» **Your goal**
Across the whole listing, how many lines hold the word "FileWriter"? Reply with the number by itself.

» **Provided information**
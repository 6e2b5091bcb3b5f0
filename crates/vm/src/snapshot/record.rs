//! Record-level value encoding.
//!
//! The transport format cannot carry every scalar directly, so the special
//! numbers and `undefined` ride in tagged one-field objects:
//! `{"Value": "undefined"}`, `{"Number": "NaN" | "Infinity" | "-Infinity" |
//! "-0"}`. References are `{"#": index}`.

use std::collections::HashMap;

use serde_json::{json, Value as Json};

use crate::error::EngineError;
use crate::heap::PtrKey;
use crate::object::ClassTag;
use crate::thread::Abrupt;
use crate::value::{is_negative_zero, Value};

/// Identity of one snapshot entity across both passes.
#[derive(Debug, Clone, Copy, PartialEq, Eq, Hash)]
pub(crate) enum EntKey {
    Interp,
    Ast,
    Registry,
    Obj(PtrKey),
    Scope(PtrKey),
    State(u32),
    Thread(u64),
}

/// Classes whose instances never enter a snapshot; references to them
/// encode as `null`.
pub(crate) fn is_excluded(class: ClassTag) -> bool {
    matches!(class, ClassTag::Server)
}

/// Per-class own-property names the encoder omits.
pub(crate) fn prune_list(class: ClassTag) -> &'static [&'static str] {
    match class {
        ClassTag::Server => &["socket"],
        _ => &[],
    }
}

/// Encodes one value into record JSON.
pub(crate) fn encode_value(
    value: &Value,
    ids: &HashMap<EntKey, usize>,
) -> Result<Json, EngineError> {
    Ok(match value {
        Value::Undefined => json!({"Value": "undefined"}),
        Value::Null => Json::Null,
        Value::Bool(b) => Json::Bool(*b),
        Value::Number(n) => {
            if n.is_nan() {
                json!({"Number": "NaN"})
            } else if *n == f64::INFINITY {
                json!({"Number": "Infinity"})
            } else if *n == f64::NEG_INFINITY {
                json!({"Number": "-Infinity"})
            } else if is_negative_zero(*n) {
                json!({"Number": "-0"})
            } else {
                json!(n)
            }
        }
        Value::Str(s) => Json::String(s.clone()),
        Value::Object(obj) => {
            if is_excluded(obj.borrow().class()) {
                Json::Null
            } else {
                let index = ids.get(&EntKey::Obj(obj.ptr_key())).ok_or_else(|| {
                    EngineError::snapshot("value references an unvisited object")
                })?;
                json!({"#": index})
            }
        }
    })
}

/// Encodes an abrupt completion.
pub(crate) fn encode_abrupt(
    abrupt: &Abrupt,
    ids: &HashMap<EntKey, usize>,
) -> Result<Json, EngineError> {
    Ok(match abrupt {
        Abrupt::Break(label) => json!({"kind": "break", "label": label}),
        Abrupt::Continue(label) => json!({"kind": "continue", "label": label}),
        Abrupt::Return(v) => json!({"kind": "return", "value": encode_value(v, ids)?}),
        Abrupt::Throw(v) => json!({"kind": "throw", "value": encode_value(v, ids)?}),
    })
}

/// Renders a `{"#": n}` reference.
pub(crate) fn reference(ids: &HashMap<EntKey, usize>, key: EntKey) -> Result<Json, EngineError> {
    let index = ids
        .get(&key)
        .ok_or_else(|| EngineError::snapshot("reference to an unvisited entity"))?;
    Ok(json!({"#": index}))
}

#[cfg(test)]
mod tests {
    use super::*;

    #[test]
    fn special_scalars() {
        let ids = HashMap::new();
        assert_eq!(
            encode_value(&Value::Undefined, &ids).unwrap(),
            json!({"Value": "undefined"})
        );
        assert_eq!(encode_value(&Value::Null, &ids).unwrap(), Json::Null);
        assert_eq!(
            encode_value(&Value::Number(f64::NAN), &ids).unwrap(),
            json!({"Number": "NaN"})
        );
        assert_eq!(
            encode_value(&Value::Number(-0.0), &ids).unwrap(),
            json!({"Number": "-0"})
        );
        assert_eq!(
            encode_value(&Value::Number(f64::NEG_INFINITY), &ids).unwrap(),
            json!({"Number": "-Infinity"})
        );
        assert_eq!(encode_value(&Value::Number(1.5), &ids).unwrap(), json!(1.5));
    }
}
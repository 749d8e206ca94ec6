use crate::error::{Error, Result};
use std::fs;
use std::io::{self, Write};
use std::path::{Path, PathBuf};
use std::time::SystemTime;
use tracing::debug;

/// Suffix of the temporary file written next to a file being replaced.
pub(crate) const TEMP_SUFFIX: &str = ".srcpatch.tmp";

/// Marker between a file name and the timestamp of its backup copy.
pub(crate) const BACKUP_MARKER: &str = ".backup.";

/// A selected regular file.
///
/// Only the location is kept; the pipeline reads the content once per run.
#[derive(Debug, Clone, PartialEq, Eq)]
pub struct FileRef {
    /// Path to the file as found by the scanner
    pub absolute_path: PathBuf,

    /// Path relative to the scan root, for display
    pub relative_path: String,
}

impl FileRef {
    /// Creates a file reference, computing the display path against `root`.
    #[must_use]
    pub fn new(path: impl Into<PathBuf>, root: &Path) -> Self {
        let absolute_path = path.into();
        let relative_path = pathdiff::diff_paths(&absolute_path, root)
            .unwrap_or_else(|| absolute_path.clone())
            .to_string_lossy()
            .to_string();

        Self {
            absolute_path,
            relative_path,
        }
    }

    /// Returns the path on disk.
    #[must_use]
    pub fn path(&self) -> &Path {
        &self.absolute_path
    }

    /// Reads the raw bytes of the file.
    ///
    /// # Errors
    ///
    /// Returns an error if the file cannot be read.
    pub fn read_bytes(&self) -> Result<Vec<u8>> {
        fs::read(&self.absolute_path).map_err(|e| Error::io(&self.absolute_path, e))
    }
}

/// Replaces the content of files in place.
#[derive(Debug, Clone, Copy, Default)]
pub struct FileWriter {
    dry_run: bool,
    backup_existing: bool,
}

impl FileWriter {
    /// Creates a writer.
    #[must_use]
    pub const fn new(dry_run: bool, backup_existing: bool) -> Self {
        Self {
            dry_run,
            backup_existing,
        }
    }

    /// Returns true if writes are suppressed.
    #[must_use]
    pub const fn is_dry_run(&self) -> bool {
        self.dry_run
    }

    /// Replaces the content of `file` with `content`.
    ///
    /// # Process
    ///
    /// 1. Refuses read-only targets
    /// 2. Creates a backup if enabled
    /// 3. Writes content to a sibling temporary file
    /// 4. Syncs the temporary file and gives it the target's permissions
    /// 5. Renames the temporary file over the target
    ///
    /// A failure at any step leaves the original file intact and removes
    /// the temporary file.
    ///
    /// # Errors
    ///
    /// Returns [`Error::Write`] if the target is read-only or any step fails.
    pub fn replace(&self, file: &FileRef, content: &[u8]) -> Result<()> {
        let path = file.path();

        if self.dry_run {
            debug!("Dry run: not writing {} bytes to {}", content.len(), path.display());
            return Ok(());
        }

        let permissions = fs::metadata(path)
            .map_err(|e| Error::io(path, e))?
            .permissions();

        if permissions.readonly() {
            return Err(Error::write(
                path,
                io::Error::new(io::ErrorKind::PermissionDenied, "file is read-only"),
            ));
        }

        if self.backup_existing {
            Self::backup_file(path)?;
        }

        let temp_path = Self::temp_path(path)?;
        let result = Self::write_temp(&temp_path, content)
            .and_then(|()| {
                fs::set_permissions(&temp_path, permissions)
                    .map_err(|e| Error::write(&temp_path, e))
            })
            .and_then(|()| fs::rename(&temp_path, path).map_err(|e| Error::write(path, e)));

        if result.is_err() {
            let _ = fs::remove_file(&temp_path);
        }

        result
    }

    fn write_temp(temp_path: &Path, content: &[u8]) -> Result<()> {
        let mut temp_file =
            fs::File::create(temp_path).map_err(|e| Error::write(temp_path, e))?;

        temp_file
            .write_all(content)
            .map_err(|e| Error::write(temp_path, e))?;

        temp_file
            .sync_all()
            .map_err(|e| Error::write(temp_path, e))
    }

    fn temp_path(path: &Path) -> Result<PathBuf> {
        let filename = path
            .file_name()
            .ok_or_else(|| Error::config(format!("Invalid file path: {}", path.display())))?
            .to_string_lossy();

        Ok(path.with_file_name(format!(".{filename}{TEMP_SUFFIX}")))
    }

    /// Creates a timestamped backup of an existing file.
    fn backup_file(path: &Path) -> Result<PathBuf> {
        let timestamp = SystemTime::now()
            .duration_since(SystemTime::UNIX_EPOCH)
            .map(|d| d.as_nanos())
            .unwrap_or_default();

        let filename = path
            .file_name()
            .ok_or_else(|| Error::config(format!("Invalid file path: {}", path.display())))?
            .to_string_lossy();

        let backup_path = path.with_file_name(format!("{filename}{BACKUP_MARKER}{timestamp}"));

        fs::copy(path, &backup_path).map_err(|e| Error::write(&backup_path, e))?;

        debug!("Created backup: {}", backup_path.display());
        Ok(backup_path)
    }
}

» **Response to this task**
2